Herman Potočnik explored the idea of using orbiting spacecraft for detailed peaceful and military observation of the ground in his 1928 book, The Problem of Space Travel. He described how the special conditions of space could be useful for scientific experiments. The book described geostationary satellites (first put forward by Konstantin Tsiolkovsky) and discussed the communication between them and the ground using radio, but fell short with the idea of using satellites for mass broadcasting and as telecommunications relays.

In a 1945 Wireless World article, English science fiction writer Arthur C. Clarke described in detail the possible use of communications satellites for mass communications. He suggested that three geostationary satellites would provide coverage over the entire planet.

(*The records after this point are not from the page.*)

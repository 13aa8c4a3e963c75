use anyhow::{Context, Result};
use clap::Parser;
use sparkify_etl::config::{AppConfig, CliConfig, FileConfig};
use sparkify_etl::{process_data, FileKind, SqliteWarehouseStore, WarehouseStore};
use std::path::PathBuf;
use tracing::{info, level_filters::LevelFilter, warn};
use tracing_subscriber::{layer::SubscriberExt, util::SubscriberInitExt, EnvFilter};

fn parse_path(s: &str) -> Result<PathBuf> {
    let path_buf = PathBuf::from(s);
    let original_path = match path_buf.canonicalize() {
        Ok(path) => path,
        Err(msg) => {
            if msg.kind() == std::io::ErrorKind::NotFound {
                path_buf
            } else {
                return Err(msg).with_context(|| format!("Error resolving path: {}", s));
            }
        }
    };
    if original_path.is_absolute() {
        return Ok(original_path);
    }
    let cwd = std::env::current_dir()?;
    Ok(cwd.join(original_path))
}

#[derive(Parser, Debug)]
struct CliArgs {
    /// Path to the SQLite warehouse database file.
    #[clap(long, value_parser = parse_path, default_value = "sparkify.db")]
    pub db_path: PathBuf,

    /// Directory holding the song metadata files.
    #[clap(long, value_parser = parse_path, default_value = "data/song_data")]
    pub song_data: PathBuf,

    /// Directory holding the listening log files.
    #[clap(long, value_parser = parse_path, default_value = "data/log_data")]
    pub log_data: PathBuf,

    /// Extension of the input files.
    #[clap(long, default_value = "json")]
    pub extension: String,

    /// Drop and recreate all tables before loading.
    #[clap(long)]
    pub reset: bool,

    /// Optional TOML config file. Its values override the flags above.
    #[clap(long, value_parser = parse_path)]
    pub config: Option<PathBuf>,
}

impl CliArgs {
    fn to_cli_config(&self) -> CliConfig {
        CliConfig {
            db_path: self.db_path.clone(),
            song_data: self.song_data.clone(),
            log_data: self.log_data.clone(),
            extension: self.extension.clone(),
            reset: self.reset,
        }
    }
}

fn main() -> Result<()> {
    let cli_args = CliArgs::parse();

    tracing_subscriber::registry()
        .with(tracing_subscriber::fmt::layer())
        .with(
            EnvFilter::builder()
                .with_default_directive(LevelFilter::INFO.into())
                .with_env_var("LOG_LEVEL")
                .from_env_lossy(),
        )
        .try_init()?;

    let file_config = match &cli_args.config {
        Some(path) => {
            info!("Loading config from {:?}", path);
            Some(FileConfig::load(path)?)
        }
        None => None,
    };
    let config = AppConfig::resolve(&cli_args.to_cli_config(), file_config)?;

    info!("Opening SQLite warehouse database at {:?}...", config.db_path);
    let store = SqliteWarehouseStore::open(&config.db_path, config.reset)?;

    let songs = process_data(&store, &config.song_data, &config.extension, FileKind::Song);
    let logs = process_data(&store, &config.log_data, &config.extension, FileKind::Log);

    let counts = store.counts().context("Failed to count warehouse rows")?;
    info!(
        "Warehouse now holds {} songplays, {} users, {} songs, {} artists, {} time rows",
        counts.songplays, counts.users, counts.songs, counts.artists, counts.time
    );
    if songs.files_skipped + logs.files_skipped + songs.files_failed + logs.files_failed > 0 {
        warn!(
            "{} song files and {} log files were not loaded, see warnings above",
            songs.files_skipped + songs.files_failed,
            logs.files_skipped + logs.files_failed
        );
    }

    Ok(())
}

In May 1946, the United States Air Force's Project RAND released the Preliminary Design of an Experimental World-Circling Spaceship, which stated "A satellite vehicle with appropriate instrumentation can be expected to be one of the most potent scientific tools of the Twentieth Century." The United States had been considering launching orbital satellites since 1945 under the Bureau of Aeronautics of the United States Navy. Project RAND eventually released the report, but considered the satellite to be a tool for science, politics, and propaganda, rather than a potential military weapon.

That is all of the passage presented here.